The vote almost failed. If it had, the tax bill issue would have been dead on the spot. It happened because the House Freedom caucus made a perfectly timed power play. The Freedom caucus are governmental nihilists, they want to shrink the government, and strangle government spending. They were furious with the September continuing resolution for not requiring at least partial spending cuts to offset the raise in the debt ceiling, and they;re damned if they'll let that happen again this week, so they held the tax bill hostage. It got so bad that Paul Ryan, the Speaker, had to go to the floor to twist arms. This should never happen, that is what Ryan has Steve Scalise, the Majority Whip for, to do the arm twisting. If the tax bill was more like previous tax bills, that is to say bipartisan, Ryan wouldn't have had this problem, Democratic votes would have made the Freedom caucus irrelevant. But Ryan had to cut a deal.
This is going to be a red hot poker up the GOP's ass, on both taxes and the continuing resolution to fund the government. First, for the continuing resolution. It was reported that the GOP strategy was to get two short, clean funding bills through congress, one two week bill this week that would keep the government open until December 24th, and then another two week bill to get them into January. Normally, Democrats are lie Charlie Brown, they naively let Lucy the Republican hold the football with a promise not to pull it back, and then go "AUUUUUGGGHHHH!" when she yanks the ball away and they fall on their backs. Not this time. The Democrats already had a couple of arrows in their quiver to shoot the GOP with when it came to raising the debt ceiling, DACA, and the ACA funding.

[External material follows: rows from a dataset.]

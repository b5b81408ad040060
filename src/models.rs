use serde::{Deserialize, Serialize};

/// CORS findings for one target.
///
/// Only built for targets where at least one candidate origin was reflected.
#[derive(Debug, Clone, PartialEq, Eq, Serialize, Deserialize)]
pub struct ScanResult {
    /// The target URL as read from the input.
    pub url: String,
    /// Reflected origins, in the order they were probed.
    #[serde(default, skip_serializing_if = "Vec::is_empty")]
    pub acao: Vec<String>,
    /// `Access-Control-Allow-Credentials` from the response of the latest hit.
    #[serde(default, skip_serializing_if = "Option::is_none")]
    pub acac: Option<String>,
}

impl ScanResult {
    /// Reflection together with `Access-Control-Allow-Credentials: true`.
    pub fn is_exploitable(&self) -> bool {
        !self.acao.is_empty() && self.acac.as_deref() == Some("true")
    }
}
//! Configuration types.
//!
//! This module defines the library configuration struct and the log enums
//! shared with the command-line front end.

use std::path::PathBuf;
use std::time::Duration;

use clap::ValueEnum;
use reqwest::header::{HeaderMap, HeaderName, HeaderValue, ORIGIN};
use reqwest::Method;

use crate::config::constants::{
    DEFAULT_CONCURRENCY, DEFAULT_DELAY_MS, DEFAULT_METHOD, DEFAULT_TIMEOUT_SECS,
    DEFAULT_USER_AGENT,
};
use crate::error_handling::InitializationError;

/// Logging level for the application.
///
/// Controls the verbosity of log output, from most restrictive (Error) to most
/// verbose (Trace).
#[derive(Clone, Debug, PartialEq, Eq, ValueEnum)]
pub enum LogLevel {
    /// Only error messages
    Error,
    /// Error and warning messages
    Warn,
    /// Error, warning, and informational messages
    Info,
    /// Adds per-request failures (verbose mode)
    Debug,
    /// All messages including trace
    Trace,
}

impl From<LogLevel> for log::LevelFilter {
    fn from(l: LogLevel) -> Self {
        match l {
            LogLevel::Error => log::LevelFilter::Error,
            LogLevel::Warn => log::LevelFilter::Warn,
            LogLevel::Info => log::LevelFilter::Info,
            LogLevel::Debug => log::LevelFilter::Debug,
            LogLevel::Trace => log::LevelFilter::Trace,
        }
    }
}

/// Log output format.
///
/// - `Plain`: Human-readable format with colors (default)
/// - `Json`: Structured JSON format for machine parsing
#[derive(Clone, Debug, PartialEq, Eq, ValueEnum)]
pub enum LogFormat {
    /// Human-readable format with colors (default)
    Plain,
    /// Structured JSON format for machine parsing
    Json,
}

/// Library configuration (no CLI dependencies).
///
/// Constructed once and shared read-only by the dispatcher and every worker.
///
/// # Examples
///
/// ```no_run
/// use corsmisc::Config;
/// use std::path::PathBuf;
///
/// let config = Config {
///     input: PathBuf::from("urls.txt"),
///     concurrency: 10,
///     all_origins: true,
///     ..Default::default()
/// };
/// ```
#[derive(Debug, Clone)]
pub struct Config {
    /// File to read URLs from (`-` reads stdin)
    pub input: PathBuf,

    /// JSON output file, written once after the run
    pub output: Option<PathBuf>,

    /// Number of concurrent workers
    pub concurrency: usize,

    /// Pause before every probe request, in milliseconds
    pub delay_ms: u64,

    /// Per-request timeout in seconds
    pub timeout_seconds: u64,

    /// HTTP method used for probe requests
    pub method: String,

    /// Upstream HTTP proxy URL
    pub proxy: Option<String>,

    /// Try every candidate origin instead of stopping at the first reflection
    pub all_origins: bool,

    /// Extra request headers, each as `Name: Value`
    pub headers: Vec<String>,

    /// HTTP User-Agent header value
    pub user_agent: String,

    /// Log level
    pub log_level: LogLevel,

    /// Log format
    pub log_format: LogFormat,

    /// Disable colored terminal output
    pub no_color: bool,
}

impl Default for Config {
    fn default() -> Self {
        Self {
            input: PathBuf::from("-"),
            output: None,
            concurrency: DEFAULT_CONCURRENCY,
            delay_ms: DEFAULT_DELAY_MS,
            timeout_seconds: DEFAULT_TIMEOUT_SECS,
            method: DEFAULT_METHOD.to_string(),
            proxy: None,
            all_origins: false,
            headers: Vec::new(),
            user_agent: DEFAULT_USER_AGENT.to_string(),
            log_level: LogLevel::Info,
            log_format: LogFormat::Plain,
            no_color: false,
        }
    }
}

impl Config {
    /// Checks every value that would otherwise fail halfway through a run.
    ///
    /// # Errors
    ///
    /// Returns `InitializationError::InvalidConfig` naming the offending option.
    pub fn validate(&self) -> Result<(), InitializationError> {
        if self.concurrency == 0 {
            return Err(InitializationError::InvalidConfig(
                "concurrency must be at least 1".to_string(),
            ));
        }
        if self.timeout_seconds == 0 {
            return Err(InitializationError::InvalidConfig(
                "timeout must be at least 1 second".to_string(),
            ));
        }
        self.http_method()?;
        self.request_headers()?;
        for line in self.ignored_origin_headers() {
            log::warn!("Ignoring user-supplied Origin header: {line}");
        }
        if let Some(proxy) = &self.proxy {
            url::Url::parse(proxy).map_err(|e| {
                InitializationError::InvalidConfig(format!("invalid proxy URL '{proxy}': {e}"))
            })?;
        }
        Ok(())
    }

    /// Returns `true` when URLs are read from standard input.
    pub fn reads_stdin(&self) -> bool {
        self.input.as_os_str() == "-"
    }

    /// Pause applied before every probe request.
    pub fn delay(&self) -> Duration {
        Duration::from_millis(self.delay_ms)
    }

    /// Parses the configured method (case-sensitive, e.g. `GET`, `OPTIONS`).
    pub fn http_method(&self) -> Result<Method, InitializationError> {
        Method::from_bytes(self.method.as_bytes()).map_err(|_| {
            InitializationError::InvalidConfig(format!("invalid HTTP method '{}'", self.method))
        })
    }

    /// Builds the extra headers sent with every probe.
    ///
    /// An `Origin` entry is dropped: the candidate origin always owns that header.
    /// Called once per worker client, so it never logs; `validate` reports
    /// dropped entries.
    pub fn request_headers(&self) -> Result<HeaderMap, InitializationError> {
        let mut map = HeaderMap::new();
        for line in &self.headers {
            let (name, value) = parse_header_line(line)?;
            if name != ORIGIN {
                map.append(name, value);
            }
        }
        Ok(map)
    }

    /// Header lines that `request_headers` drops because they set `Origin`.
    pub fn ignored_origin_headers(&self) -> Vec<&str> {
        self.headers
            .iter()
            .filter(|line| matches!(parse_header_line(line), Ok((name, _)) if name == ORIGIN))
            .map(String::as_str)
            .collect()
    }
}

/// Splits a `Name: Value` header line on its first colon.
pub fn parse_header_line(line: &str) -> Result<(HeaderName, HeaderValue), InitializationError> {
    let (name, value) = line.split_once(':').ok_or_else(|| {
        InitializationError::InvalidConfig(format!("header '{line}' is not in 'Name: Value' form"))
    })?;
    let name = HeaderName::from_bytes(name.trim().as_bytes()).map_err(|_| {
        InitializationError::InvalidConfig(format!("invalid header name in '{line}'"))
    })?;
    let value = HeaderValue::from_str(value.trim()).map_err(|_| {
        InitializationError::InvalidConfig(format!("invalid header value in '{line}'"))
    })?;
    Ok((name, value))
}
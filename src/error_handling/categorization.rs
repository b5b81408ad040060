//! Error categorization.
//!
//! Maps transport failures onto `ErrorType` so a run can report how its
//! skipped candidates failed. Probes are never retried, so there is no retry
//! strategy here.

use super::types::ErrorType;

/// Categorizes a `reqwest::Error` into an `ErrorType`.
///
/// Redirects are not followed by the probe client, so a redirect error only
/// shows up if a policy error is raised while building the response.
pub fn categorize_reqwest_error(error: &reqwest::Error) -> ErrorType {
    if error.is_builder() {
        ErrorType::HttpRequestBuilderError
    } else if error.is_redirect() {
        ErrorType::HttpRequestRedirectError
    } else if error.is_timeout() {
        ErrorType::HttpRequestTimeoutError
    } else if error.is_connect() {
        ErrorType::HttpRequestConnectError
    } else if error.is_request() {
        ErrorType::HttpRequestRequestError
    } else if error.is_body() || error.is_decode() {
        ErrorType::HttpRequestBodyError
    } else {
        ErrorType::HttpRequestOtherError
    }
}
//! Application initialization and resource setup.
//!
//! This module provides functions to initialize the shared resources of a run:
//! - The logger
//! - Per-worker probe HTTP clients
//!
//! All initialization functions return `InitializationError` on failure.

mod client;
mod logger;

// Re-export public API
pub use client::init_probe_client;
pub use logger::init_logger_with;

Now, they can add in things that expand the deficit, like looking loike heroes for forcing the GOP to fund CHIP, the children's healthcare program.This will enrage the Freedom caucus, which wants to shrink the government financial footprint, not enlarge it. The bill will pass the House, but only because the Democrats provided enough votes to override the Freedom caucus protest, which will only enrage them further.
Here's where it bleeds into taxes. Part of that procedural vote yesterday was naming the negotiators to go to conference. If the Freedom caucus pulled that stunt, and won, I have a hard time believing that a condition for their votes wasn't representation on the committee. And this is going to be a huge problem for the GOP. The Freedom caucus is going to want to trim everything they can that costs money, and those are exactly the things that the GOP needs in the bill to placate the masses. The Freedom caucus committee members are going to use this bill as a way to negate some of the damage they were forced to swallow in the continuing resolution fight, claiming that the increase from it must bee offset. If they're not satisfied with the final results, they'll try to sink the bill in committee. But, let's just say it passes, over their objections.
Now what happens? If the bill comes out of conference, the reconciliation rules are clear. The vote will be a straight up and down vote, no filibuster, but it must be a clean vote, there can be no changes or amendments to the bill that comes out of committee. If the Freedom caucus members come back from committee and tell their members what a piece of shit this bill is, losing those 35 or so votes will kill the bill, no Democrat is going to vote for it. And Ryan can't do anything to buy them off, there can be no revisions to the bill. And if the Freedom caucus manages to negotiate in some "fuck the poor" provisions in committee, that will lose moderate Republicans like the Tuesday group, but still not pick up any Democrats to offset the damage. Either way, Ryan and the GOP are boned.
This is why I wrote a few days ago that the Senate ramming their bill through in the dead of the night was not the final chapter. The House can't pas a a bill that the Senate will even look at, much less consider, both the House healthcare bill and the tax bill are proof of that. Trying to get two factions that opposite to meet in the middle is going to be a herculean task, especially since the GOP strategy for the last 8 years has been obstruction, not cooperation, and now they're going to obstruct each other out of habit. And the Democrats can fuel that fire by extracting maximum concessions in the government shutdown fight, concessions that the Republicans will have to swallow to avoid a shutdown that they'll own, and can't afford going into the midterms. And the GOP is only helping the Democrats to sink this with their self imposed Christmas deadline, nothing breeds errors and miscalculations like haste. Take my word for it, this ain't over. Not by a long shot.